WORKING DATA ->

··········

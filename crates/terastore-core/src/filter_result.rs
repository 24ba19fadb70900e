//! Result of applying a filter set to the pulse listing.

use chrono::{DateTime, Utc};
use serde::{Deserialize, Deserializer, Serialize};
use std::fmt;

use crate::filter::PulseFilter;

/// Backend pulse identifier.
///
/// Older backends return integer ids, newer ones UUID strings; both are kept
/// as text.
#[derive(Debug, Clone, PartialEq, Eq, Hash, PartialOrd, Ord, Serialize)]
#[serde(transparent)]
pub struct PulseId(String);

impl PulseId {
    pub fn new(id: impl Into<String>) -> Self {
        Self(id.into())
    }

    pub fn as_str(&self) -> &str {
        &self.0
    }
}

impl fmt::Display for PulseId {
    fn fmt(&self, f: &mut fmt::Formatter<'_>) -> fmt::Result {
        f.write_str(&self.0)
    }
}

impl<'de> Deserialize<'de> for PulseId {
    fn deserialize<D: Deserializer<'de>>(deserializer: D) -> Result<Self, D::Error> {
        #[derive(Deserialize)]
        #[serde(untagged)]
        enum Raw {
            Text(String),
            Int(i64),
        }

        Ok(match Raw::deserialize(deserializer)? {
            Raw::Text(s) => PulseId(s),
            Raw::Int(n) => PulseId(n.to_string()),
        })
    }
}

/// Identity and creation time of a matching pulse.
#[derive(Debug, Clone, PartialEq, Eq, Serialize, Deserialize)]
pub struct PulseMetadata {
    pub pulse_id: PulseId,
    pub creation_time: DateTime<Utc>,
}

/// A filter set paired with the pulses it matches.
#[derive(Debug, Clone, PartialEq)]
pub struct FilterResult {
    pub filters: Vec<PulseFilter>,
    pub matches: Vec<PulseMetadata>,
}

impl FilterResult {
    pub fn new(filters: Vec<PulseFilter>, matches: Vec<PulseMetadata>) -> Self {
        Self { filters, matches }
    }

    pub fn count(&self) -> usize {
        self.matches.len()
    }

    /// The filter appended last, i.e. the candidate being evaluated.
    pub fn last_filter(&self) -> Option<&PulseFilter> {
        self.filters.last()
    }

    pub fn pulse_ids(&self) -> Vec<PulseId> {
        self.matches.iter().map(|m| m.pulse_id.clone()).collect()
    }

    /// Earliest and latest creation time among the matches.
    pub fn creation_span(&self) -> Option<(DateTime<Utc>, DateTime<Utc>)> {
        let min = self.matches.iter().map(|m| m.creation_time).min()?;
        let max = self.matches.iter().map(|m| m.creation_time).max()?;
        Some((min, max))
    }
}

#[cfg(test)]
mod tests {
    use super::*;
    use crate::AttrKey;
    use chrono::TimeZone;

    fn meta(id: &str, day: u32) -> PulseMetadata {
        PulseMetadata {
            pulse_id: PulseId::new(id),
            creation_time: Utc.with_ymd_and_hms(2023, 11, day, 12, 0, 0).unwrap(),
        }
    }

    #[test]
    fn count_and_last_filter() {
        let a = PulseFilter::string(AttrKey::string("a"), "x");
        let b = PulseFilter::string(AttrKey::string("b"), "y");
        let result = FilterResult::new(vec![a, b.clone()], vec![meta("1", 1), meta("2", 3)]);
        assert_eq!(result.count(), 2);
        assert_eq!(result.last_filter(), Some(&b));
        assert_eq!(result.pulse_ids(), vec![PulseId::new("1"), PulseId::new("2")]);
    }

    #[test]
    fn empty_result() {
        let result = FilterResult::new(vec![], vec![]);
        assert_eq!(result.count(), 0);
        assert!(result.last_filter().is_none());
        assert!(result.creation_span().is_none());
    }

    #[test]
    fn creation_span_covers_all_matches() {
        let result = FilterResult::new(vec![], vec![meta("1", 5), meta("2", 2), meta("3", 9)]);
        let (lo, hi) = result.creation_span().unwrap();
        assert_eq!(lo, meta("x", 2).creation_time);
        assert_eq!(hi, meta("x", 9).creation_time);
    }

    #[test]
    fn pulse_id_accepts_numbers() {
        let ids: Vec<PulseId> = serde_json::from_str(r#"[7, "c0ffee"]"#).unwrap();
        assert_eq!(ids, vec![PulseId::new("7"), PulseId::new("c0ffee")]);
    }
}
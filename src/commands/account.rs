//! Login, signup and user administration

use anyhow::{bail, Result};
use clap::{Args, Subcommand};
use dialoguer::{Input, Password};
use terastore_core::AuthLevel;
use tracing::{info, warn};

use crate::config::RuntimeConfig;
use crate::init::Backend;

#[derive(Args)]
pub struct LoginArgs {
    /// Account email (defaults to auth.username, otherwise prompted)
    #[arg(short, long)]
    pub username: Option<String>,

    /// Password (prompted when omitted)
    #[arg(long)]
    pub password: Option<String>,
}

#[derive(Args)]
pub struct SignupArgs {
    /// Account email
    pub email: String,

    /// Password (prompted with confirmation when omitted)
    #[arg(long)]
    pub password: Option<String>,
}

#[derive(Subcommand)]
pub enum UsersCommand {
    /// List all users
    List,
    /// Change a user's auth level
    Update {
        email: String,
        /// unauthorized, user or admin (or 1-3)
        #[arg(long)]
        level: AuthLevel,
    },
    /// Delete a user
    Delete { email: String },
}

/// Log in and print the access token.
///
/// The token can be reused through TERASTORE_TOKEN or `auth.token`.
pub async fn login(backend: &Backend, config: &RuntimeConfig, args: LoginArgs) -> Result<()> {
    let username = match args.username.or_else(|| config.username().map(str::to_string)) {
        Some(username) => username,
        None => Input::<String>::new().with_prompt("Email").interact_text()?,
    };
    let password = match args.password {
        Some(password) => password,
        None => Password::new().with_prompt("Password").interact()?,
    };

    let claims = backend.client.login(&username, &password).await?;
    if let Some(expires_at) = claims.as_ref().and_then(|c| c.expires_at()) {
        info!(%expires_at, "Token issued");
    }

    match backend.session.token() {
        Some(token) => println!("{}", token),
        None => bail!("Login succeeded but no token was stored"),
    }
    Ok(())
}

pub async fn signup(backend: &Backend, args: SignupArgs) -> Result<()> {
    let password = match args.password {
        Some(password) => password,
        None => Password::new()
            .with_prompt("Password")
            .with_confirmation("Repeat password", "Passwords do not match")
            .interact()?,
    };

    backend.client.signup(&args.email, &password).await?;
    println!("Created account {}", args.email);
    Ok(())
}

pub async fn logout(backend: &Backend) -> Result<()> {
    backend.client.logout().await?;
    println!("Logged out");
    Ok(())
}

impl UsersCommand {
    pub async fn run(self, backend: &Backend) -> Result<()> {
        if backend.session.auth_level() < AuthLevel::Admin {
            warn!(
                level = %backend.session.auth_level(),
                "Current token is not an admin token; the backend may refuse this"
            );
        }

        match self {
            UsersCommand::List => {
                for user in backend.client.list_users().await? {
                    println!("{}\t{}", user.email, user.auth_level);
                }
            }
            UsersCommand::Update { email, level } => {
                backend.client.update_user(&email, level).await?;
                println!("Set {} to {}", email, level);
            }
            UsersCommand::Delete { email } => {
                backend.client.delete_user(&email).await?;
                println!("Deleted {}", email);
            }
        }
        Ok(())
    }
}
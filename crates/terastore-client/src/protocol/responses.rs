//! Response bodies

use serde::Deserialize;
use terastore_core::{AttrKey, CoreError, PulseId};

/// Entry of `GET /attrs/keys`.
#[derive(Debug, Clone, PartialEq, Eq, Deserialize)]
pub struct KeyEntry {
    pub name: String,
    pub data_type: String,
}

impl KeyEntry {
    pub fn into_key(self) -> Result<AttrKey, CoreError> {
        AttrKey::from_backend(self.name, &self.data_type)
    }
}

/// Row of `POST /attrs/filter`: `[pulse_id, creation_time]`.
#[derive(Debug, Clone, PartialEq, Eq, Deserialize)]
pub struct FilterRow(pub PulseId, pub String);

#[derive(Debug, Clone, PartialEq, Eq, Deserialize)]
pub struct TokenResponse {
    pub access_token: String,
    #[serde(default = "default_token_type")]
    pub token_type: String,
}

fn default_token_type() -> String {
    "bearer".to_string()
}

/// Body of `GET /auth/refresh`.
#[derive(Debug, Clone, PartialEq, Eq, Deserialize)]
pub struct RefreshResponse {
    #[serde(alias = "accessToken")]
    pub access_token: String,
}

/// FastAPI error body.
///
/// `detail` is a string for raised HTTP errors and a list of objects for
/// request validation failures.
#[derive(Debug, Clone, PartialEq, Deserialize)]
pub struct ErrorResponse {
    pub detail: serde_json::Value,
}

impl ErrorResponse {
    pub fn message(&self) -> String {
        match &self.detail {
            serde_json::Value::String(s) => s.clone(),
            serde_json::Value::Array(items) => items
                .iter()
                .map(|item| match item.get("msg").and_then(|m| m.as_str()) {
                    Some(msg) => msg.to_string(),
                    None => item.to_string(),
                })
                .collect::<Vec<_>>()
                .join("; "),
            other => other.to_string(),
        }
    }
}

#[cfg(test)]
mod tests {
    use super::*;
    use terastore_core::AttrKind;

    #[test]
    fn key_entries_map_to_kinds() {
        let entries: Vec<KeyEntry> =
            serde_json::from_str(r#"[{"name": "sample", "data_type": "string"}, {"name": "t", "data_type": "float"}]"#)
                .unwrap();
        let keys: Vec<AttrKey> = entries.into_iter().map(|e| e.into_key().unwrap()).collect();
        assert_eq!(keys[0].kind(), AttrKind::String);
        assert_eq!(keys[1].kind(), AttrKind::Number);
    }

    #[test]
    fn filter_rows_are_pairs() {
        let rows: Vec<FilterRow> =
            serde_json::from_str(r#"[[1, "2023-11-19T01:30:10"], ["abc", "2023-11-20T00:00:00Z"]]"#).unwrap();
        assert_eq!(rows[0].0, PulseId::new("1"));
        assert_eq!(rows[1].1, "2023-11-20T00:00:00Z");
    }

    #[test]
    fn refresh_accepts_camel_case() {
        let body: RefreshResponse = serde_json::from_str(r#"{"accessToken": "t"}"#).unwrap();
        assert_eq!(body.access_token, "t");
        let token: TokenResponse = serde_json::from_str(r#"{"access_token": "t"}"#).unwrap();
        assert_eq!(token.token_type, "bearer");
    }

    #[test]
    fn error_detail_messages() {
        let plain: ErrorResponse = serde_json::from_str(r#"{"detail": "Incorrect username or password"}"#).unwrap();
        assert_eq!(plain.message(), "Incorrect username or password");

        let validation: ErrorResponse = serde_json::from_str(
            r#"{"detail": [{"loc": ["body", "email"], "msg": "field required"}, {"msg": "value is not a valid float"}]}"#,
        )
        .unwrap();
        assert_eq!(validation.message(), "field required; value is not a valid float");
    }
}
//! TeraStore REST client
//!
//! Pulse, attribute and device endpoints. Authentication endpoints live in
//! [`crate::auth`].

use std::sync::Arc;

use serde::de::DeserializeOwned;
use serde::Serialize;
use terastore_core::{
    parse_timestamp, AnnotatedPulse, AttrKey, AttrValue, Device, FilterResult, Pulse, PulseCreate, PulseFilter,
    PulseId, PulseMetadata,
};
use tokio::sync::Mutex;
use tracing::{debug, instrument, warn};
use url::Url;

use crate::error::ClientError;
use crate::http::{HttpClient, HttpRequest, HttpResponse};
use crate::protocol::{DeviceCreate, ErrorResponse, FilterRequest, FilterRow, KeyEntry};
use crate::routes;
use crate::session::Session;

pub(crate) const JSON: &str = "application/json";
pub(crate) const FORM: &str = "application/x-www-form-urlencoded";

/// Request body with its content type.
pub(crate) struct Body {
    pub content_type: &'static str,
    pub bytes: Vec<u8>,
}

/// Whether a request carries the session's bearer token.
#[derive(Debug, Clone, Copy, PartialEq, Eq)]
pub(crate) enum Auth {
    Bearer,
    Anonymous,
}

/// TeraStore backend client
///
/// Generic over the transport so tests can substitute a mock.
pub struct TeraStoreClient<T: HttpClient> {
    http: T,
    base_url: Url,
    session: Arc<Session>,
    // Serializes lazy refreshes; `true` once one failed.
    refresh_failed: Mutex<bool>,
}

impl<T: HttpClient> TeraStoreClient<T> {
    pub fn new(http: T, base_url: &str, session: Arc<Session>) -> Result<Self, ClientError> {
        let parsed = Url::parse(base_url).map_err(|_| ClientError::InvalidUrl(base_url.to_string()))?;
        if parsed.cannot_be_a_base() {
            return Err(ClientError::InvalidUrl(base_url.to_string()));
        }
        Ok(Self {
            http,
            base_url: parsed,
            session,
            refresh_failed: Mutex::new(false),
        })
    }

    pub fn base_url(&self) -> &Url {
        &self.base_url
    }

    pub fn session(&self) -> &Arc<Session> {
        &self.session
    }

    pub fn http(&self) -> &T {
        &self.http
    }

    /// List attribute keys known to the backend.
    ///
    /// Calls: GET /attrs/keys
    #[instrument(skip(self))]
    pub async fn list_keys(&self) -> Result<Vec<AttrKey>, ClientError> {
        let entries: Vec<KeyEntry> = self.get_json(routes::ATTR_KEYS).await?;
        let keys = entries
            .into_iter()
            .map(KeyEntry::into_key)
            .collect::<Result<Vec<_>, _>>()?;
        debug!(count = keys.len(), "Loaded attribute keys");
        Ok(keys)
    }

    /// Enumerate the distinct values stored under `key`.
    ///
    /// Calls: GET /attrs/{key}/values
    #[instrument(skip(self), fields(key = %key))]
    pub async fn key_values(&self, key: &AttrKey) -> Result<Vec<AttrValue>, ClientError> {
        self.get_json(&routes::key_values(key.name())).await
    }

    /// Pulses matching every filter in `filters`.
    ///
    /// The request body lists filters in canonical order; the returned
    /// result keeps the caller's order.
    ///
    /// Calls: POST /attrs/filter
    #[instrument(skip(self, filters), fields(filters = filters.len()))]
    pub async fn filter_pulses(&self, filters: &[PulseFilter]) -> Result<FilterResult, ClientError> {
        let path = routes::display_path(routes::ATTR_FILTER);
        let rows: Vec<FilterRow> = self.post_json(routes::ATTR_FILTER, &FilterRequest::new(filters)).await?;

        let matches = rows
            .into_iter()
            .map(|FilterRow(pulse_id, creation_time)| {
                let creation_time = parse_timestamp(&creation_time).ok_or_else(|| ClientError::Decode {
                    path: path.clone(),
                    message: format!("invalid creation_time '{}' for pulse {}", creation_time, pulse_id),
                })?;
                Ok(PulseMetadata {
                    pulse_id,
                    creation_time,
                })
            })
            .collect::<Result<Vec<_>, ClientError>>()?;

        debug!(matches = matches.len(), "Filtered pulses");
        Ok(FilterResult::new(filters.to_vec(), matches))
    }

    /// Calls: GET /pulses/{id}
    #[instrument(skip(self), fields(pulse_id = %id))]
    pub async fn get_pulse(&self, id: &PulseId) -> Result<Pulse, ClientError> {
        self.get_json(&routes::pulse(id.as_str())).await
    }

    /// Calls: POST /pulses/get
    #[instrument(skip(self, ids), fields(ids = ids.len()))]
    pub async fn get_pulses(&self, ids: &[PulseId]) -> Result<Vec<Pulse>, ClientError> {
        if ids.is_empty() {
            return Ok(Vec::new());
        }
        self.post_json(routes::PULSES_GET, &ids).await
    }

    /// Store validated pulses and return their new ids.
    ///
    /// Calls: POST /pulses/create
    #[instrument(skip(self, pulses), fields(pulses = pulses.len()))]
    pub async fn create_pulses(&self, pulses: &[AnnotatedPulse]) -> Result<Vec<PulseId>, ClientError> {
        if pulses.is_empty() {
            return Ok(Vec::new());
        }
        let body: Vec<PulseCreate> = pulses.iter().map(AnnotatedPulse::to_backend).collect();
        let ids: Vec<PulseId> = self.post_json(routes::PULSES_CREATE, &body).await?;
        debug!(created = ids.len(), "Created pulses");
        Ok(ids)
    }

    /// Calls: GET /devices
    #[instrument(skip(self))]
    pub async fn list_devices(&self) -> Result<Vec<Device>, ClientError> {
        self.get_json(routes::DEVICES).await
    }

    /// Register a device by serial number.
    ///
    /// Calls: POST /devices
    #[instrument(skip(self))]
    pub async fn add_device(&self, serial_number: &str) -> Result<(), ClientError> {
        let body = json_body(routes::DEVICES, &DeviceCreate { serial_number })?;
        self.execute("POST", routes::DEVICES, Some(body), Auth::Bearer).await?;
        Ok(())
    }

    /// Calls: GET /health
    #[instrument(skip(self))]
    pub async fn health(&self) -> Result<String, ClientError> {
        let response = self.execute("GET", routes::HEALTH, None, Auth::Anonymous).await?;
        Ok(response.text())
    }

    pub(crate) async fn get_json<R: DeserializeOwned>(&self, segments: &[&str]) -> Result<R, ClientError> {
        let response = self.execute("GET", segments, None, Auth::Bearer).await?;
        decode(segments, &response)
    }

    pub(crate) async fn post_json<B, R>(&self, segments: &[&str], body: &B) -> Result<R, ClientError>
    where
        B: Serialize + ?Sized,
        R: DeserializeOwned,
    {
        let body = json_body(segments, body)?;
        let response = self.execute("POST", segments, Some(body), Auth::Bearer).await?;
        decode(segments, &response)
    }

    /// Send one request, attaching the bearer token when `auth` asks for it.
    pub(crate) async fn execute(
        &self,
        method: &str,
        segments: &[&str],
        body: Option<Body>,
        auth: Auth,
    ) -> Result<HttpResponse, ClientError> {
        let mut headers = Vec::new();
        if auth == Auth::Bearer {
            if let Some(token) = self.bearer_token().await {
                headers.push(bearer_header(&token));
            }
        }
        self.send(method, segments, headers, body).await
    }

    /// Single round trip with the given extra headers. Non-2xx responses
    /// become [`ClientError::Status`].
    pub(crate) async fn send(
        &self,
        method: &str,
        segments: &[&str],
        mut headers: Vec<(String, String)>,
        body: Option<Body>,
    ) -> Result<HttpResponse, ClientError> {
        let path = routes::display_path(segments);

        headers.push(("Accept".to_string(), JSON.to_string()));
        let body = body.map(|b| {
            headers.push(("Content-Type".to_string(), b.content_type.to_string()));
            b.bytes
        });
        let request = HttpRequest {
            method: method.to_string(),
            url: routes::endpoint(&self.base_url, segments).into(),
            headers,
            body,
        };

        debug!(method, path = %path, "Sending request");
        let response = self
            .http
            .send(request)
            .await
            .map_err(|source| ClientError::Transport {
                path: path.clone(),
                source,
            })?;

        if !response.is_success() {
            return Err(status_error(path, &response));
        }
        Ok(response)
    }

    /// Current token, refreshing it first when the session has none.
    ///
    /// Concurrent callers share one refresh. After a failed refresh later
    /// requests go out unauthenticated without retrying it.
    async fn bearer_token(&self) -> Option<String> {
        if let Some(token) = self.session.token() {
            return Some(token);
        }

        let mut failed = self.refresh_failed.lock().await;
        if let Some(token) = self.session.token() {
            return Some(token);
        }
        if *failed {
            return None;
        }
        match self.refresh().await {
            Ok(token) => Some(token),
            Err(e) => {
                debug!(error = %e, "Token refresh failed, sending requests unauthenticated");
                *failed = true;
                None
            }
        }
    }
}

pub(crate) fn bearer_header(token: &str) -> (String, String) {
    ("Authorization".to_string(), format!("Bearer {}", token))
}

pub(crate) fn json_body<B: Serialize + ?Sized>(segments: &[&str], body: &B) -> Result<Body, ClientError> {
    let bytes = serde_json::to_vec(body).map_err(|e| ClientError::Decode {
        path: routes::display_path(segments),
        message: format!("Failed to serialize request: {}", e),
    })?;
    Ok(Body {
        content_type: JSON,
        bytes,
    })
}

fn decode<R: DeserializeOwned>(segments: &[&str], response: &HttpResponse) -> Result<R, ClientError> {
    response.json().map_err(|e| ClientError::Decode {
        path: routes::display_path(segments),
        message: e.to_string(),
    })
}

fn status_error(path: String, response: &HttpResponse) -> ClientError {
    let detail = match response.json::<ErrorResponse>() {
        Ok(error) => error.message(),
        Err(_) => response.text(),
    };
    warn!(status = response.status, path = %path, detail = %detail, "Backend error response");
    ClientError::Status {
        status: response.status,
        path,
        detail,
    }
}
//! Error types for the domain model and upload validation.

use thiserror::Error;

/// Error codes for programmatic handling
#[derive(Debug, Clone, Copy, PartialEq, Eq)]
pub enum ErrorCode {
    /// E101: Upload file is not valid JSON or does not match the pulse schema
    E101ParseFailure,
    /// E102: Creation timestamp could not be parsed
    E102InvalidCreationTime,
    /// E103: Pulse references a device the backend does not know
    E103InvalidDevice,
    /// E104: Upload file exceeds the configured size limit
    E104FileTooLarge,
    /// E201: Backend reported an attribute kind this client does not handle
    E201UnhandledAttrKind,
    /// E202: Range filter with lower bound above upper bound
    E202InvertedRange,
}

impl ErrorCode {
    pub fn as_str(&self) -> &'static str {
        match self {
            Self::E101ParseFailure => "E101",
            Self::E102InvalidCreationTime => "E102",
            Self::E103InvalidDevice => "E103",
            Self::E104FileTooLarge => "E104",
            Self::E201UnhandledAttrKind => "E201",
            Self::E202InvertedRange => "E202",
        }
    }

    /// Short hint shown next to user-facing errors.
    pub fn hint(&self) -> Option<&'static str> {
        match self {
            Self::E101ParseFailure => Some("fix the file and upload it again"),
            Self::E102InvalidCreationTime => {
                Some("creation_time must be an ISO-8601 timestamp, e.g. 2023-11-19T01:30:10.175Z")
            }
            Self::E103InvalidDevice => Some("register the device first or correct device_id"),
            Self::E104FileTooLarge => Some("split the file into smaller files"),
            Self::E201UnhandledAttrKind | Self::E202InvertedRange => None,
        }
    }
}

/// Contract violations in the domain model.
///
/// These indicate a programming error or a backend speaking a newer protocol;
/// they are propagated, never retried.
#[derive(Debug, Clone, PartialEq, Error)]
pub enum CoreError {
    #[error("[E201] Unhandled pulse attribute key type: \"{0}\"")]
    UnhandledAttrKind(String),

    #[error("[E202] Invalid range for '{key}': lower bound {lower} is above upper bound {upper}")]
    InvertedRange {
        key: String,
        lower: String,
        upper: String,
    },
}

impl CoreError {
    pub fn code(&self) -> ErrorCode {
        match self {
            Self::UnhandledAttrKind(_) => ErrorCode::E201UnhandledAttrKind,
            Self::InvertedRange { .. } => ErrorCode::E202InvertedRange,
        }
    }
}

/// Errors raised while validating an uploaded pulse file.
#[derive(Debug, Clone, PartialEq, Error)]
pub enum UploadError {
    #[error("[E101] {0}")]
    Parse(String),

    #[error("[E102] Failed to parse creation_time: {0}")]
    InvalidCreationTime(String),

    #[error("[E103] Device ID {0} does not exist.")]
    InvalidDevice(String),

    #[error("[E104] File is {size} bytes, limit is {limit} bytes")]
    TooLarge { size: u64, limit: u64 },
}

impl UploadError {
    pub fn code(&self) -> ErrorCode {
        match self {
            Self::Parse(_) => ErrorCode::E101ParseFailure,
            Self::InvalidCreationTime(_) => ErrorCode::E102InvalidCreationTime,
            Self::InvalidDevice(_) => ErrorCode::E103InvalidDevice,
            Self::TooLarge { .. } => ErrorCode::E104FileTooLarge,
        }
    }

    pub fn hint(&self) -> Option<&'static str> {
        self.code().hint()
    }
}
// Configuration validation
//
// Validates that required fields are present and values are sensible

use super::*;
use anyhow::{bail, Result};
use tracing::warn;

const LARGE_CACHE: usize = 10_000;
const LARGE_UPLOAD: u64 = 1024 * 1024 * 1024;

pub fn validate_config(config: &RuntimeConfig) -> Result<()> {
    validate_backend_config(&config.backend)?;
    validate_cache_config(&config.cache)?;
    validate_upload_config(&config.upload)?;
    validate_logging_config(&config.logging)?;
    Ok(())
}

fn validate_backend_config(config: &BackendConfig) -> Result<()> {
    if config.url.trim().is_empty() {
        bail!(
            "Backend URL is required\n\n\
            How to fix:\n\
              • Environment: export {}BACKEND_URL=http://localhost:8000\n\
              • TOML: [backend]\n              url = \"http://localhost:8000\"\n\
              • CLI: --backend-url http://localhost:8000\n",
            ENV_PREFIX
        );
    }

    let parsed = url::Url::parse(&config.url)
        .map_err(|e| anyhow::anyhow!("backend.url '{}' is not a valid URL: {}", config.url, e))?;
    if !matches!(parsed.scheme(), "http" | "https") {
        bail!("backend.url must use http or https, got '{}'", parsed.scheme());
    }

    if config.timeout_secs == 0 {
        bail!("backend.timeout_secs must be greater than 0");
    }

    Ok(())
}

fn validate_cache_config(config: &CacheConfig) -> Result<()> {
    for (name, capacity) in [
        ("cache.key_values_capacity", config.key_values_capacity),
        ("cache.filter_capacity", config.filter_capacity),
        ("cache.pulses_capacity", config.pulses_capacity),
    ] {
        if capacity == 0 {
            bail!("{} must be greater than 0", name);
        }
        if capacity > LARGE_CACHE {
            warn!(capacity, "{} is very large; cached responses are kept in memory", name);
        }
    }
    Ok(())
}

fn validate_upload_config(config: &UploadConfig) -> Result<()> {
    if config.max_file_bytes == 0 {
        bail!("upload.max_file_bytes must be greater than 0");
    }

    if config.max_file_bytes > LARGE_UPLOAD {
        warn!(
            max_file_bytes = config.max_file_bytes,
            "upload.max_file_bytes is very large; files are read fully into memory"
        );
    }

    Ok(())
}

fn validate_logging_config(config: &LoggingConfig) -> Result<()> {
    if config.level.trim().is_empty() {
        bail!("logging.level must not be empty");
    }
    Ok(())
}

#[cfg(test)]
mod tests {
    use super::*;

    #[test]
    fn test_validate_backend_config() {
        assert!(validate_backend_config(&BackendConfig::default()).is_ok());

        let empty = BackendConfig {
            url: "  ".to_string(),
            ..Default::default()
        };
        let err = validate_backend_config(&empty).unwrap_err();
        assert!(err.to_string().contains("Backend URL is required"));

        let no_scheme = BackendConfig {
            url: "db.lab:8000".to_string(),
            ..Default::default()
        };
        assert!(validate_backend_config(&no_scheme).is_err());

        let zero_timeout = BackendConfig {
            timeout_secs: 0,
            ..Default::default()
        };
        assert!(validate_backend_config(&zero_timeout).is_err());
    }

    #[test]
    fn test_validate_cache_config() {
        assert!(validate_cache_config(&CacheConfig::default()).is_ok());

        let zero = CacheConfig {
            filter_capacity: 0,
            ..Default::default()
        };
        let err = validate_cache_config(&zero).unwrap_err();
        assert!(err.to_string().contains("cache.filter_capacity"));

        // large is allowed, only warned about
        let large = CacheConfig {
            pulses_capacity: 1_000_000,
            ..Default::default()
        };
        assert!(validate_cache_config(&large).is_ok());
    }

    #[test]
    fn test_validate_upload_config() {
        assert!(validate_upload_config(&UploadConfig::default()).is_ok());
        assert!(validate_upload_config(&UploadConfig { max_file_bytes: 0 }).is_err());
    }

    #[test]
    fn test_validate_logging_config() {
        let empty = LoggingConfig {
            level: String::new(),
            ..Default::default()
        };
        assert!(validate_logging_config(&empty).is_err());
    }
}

··········

PROBLEM DETAILS -> Every line that includes "headers" must be copied from the material above.

REPLY TO THE TASK ->
        let mut headers = Vec::new();
                headers.push(bearer_header(&token));
        self.send(method, segments, headers, body).await
    /// Single round trip with the given extra headers. Non-2xx responses
        mut headers: Vec<(String, String)>,
        headers.push(("Accept".to_string(), JSON.to_string()));
            headers.push(("Content-Type".to_string(), b.content_type.to_string()));
            headers,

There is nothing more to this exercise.